*** Given data ***

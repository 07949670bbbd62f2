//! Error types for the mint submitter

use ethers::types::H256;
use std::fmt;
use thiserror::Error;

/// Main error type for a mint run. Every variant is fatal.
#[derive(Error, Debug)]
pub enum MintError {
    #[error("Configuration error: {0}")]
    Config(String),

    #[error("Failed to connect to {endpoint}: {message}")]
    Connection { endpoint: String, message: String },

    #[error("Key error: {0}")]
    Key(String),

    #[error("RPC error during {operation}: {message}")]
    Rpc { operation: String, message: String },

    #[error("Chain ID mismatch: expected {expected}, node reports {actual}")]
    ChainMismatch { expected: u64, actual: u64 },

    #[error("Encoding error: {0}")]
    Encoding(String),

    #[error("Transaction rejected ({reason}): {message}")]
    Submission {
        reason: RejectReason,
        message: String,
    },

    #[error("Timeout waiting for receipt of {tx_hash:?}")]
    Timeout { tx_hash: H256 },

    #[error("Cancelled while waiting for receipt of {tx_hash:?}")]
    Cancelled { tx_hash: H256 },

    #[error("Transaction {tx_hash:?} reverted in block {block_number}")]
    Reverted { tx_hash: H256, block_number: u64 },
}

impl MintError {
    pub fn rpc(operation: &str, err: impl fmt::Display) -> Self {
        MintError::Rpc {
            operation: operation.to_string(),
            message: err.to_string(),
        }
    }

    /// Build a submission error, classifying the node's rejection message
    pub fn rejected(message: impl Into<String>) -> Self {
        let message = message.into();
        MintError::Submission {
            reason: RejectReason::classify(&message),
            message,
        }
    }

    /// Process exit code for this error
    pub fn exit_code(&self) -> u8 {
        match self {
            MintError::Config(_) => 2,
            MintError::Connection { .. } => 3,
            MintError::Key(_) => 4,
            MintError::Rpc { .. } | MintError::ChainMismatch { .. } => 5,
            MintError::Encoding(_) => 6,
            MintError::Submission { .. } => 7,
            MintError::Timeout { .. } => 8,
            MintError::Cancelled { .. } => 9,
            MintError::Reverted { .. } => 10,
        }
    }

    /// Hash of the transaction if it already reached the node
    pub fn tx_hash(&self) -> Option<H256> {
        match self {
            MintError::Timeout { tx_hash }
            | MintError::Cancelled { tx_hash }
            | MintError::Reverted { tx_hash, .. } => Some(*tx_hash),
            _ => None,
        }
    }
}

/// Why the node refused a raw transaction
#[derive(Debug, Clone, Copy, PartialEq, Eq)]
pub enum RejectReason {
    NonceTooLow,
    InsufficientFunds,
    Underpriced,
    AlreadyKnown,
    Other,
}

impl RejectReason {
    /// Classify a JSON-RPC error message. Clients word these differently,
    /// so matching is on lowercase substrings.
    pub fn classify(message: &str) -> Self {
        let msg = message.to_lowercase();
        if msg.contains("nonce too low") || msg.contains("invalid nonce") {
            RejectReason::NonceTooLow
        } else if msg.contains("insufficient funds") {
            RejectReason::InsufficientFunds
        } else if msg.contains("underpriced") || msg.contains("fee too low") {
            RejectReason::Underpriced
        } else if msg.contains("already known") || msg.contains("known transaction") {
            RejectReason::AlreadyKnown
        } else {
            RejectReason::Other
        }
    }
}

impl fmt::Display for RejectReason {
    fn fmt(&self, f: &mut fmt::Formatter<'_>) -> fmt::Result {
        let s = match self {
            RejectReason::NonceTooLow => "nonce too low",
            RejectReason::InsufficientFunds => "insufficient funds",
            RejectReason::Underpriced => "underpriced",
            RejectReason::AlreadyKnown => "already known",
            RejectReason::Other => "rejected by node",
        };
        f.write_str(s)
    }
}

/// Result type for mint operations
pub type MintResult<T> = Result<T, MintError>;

*** End of Given data ***

* Task goal
Give all the entries again exactly; leave none out.

* Solution to the exercise
repository 07949670bbbd62f2
//! Error types for the mint submitter

use ethers::types::H256;
use std::fmt;
use thiserror::Error;

/// Main error type for a mint run. Every variant is fatal.
#[derive(Error, Debug)]
pub enum MintError {
    #[error("Configuration error: {0}")]
    Config(String),

    #[error("Failed to connect to {endpoint}: {message}")]
    Connection { endpoint: String, message: String },

    #[error("Key error: {0}")]
    Key(String),

    #[error("RPC error during {operation}: {message}")]
    Rpc { operation: String, message: String },

    #[error("Chain ID mismatch: expected {expected}, node reports {actual}")]
    ChainMismatch { expected: u64, actual: u64 },

    #[error("Encoding error: {0}")]
    Encoding(String),

    #[error("Transaction rejected ({reason}): {message}")]
    Submission {
        reason: RejectReason,
        message: String,
    },

    #[error("Timeout waiting for receipt of {tx_hash:?}")]
    Timeout { tx_hash: H256 },

    #[error("Cancelled while waiting for receipt of {tx_hash:?}")]
    Cancelled { tx_hash: H256 },

    #[error("Transaction {tx_hash:?} reverted in block {block_number}")]
    Reverted { tx_hash: H256, block_number: u64 },
}

impl MintError {
    pub fn rpc(operation: &str, err: impl fmt::Display) -> Self {
        MintError::Rpc {
            operation: operation.to_string(),
            message: err.to_string(),
        }
    }

    /// Build a submission error, classifying the node's rejection message
    pub fn rejected(message: impl Into<String>) -> Self {
        let message = message.into();
        MintError::Submission {
            reason: RejectReason::classify(&message),
            message,
        }
    }

    /// Process exit code for this error
    pub fn exit_code(&self) -> u8 {
        match self {
            MintError::Config(_) => 2,
            MintError::Connection { .. } => 3,
            MintError::Key(_) => 4,
            MintError::Rpc { .. } | MintError::ChainMismatch { .. } => 5,
            MintError::Encoding(_) => 6,
            MintError::Submission { .. } => 7,
            MintError::Timeout { .. } => 8,
            MintError::Cancelled { .. } => 9,
            MintError::Reverted { .. } => 10,
        }
    }

    /// Hash of the transaction if it already reached the node
    pub fn tx_hash(&self) -> Option<H256> {
        match self {
            MintError::Timeout { tx_hash }
            | MintError::Cancelled { tx_hash }
            | MintError::Reverted { tx_hash, .. } => Some(*tx_hash),
            _ => None,
        }
    }
}

/// Why the node refused a raw transaction
#[derive(Debug, Clone, Copy, PartialEq, Eq)]
pub enum RejectReason {
    NonceTooLow,
    InsufficientFunds,
    Underpriced,
    AlreadyKnown,
    Other,
}

impl RejectReason {
    /// Classify a JSON-RPC error message. Clients word these differently,
    /// so matching is on lowercase substrings.
    pub fn classify(message: &str) -> Self {
        let msg = message.to_lowercase();
        if msg.contains("nonce too low") || msg.contains("invalid nonce") {
            RejectReason::NonceTooLow
        } else if msg.contains("insufficient funds") {
            RejectReason::InsufficientFunds
        } else if msg.contains("underpriced") || msg.contains("fee too low") {
            RejectReason::Underpriced
        } else if msg.contains("already known") || msg.contains("known transaction") {
            RejectReason::AlreadyKnown
        } else {
            RejectReason::Other
        }
    }
}

impl fmt::Display for RejectReason {
    fn fmt(&self, f: &mut fmt::Formatter<'_>) -> fmt::Result {
        let s = match self {
            RejectReason::NonceTooLow => "nonce too low",
            RejectReason::InsufficientFunds => "insufficient funds",
            RejectReason::Underpriced => "underpriced",
            RejectReason::AlreadyKnown => "already known",
            RejectReason::Other => "rejected by node",
        };
        f.write_str(s)
    }
}

/// Result type for mint operations
pub type MintResult<T> = Result<T, MintError>;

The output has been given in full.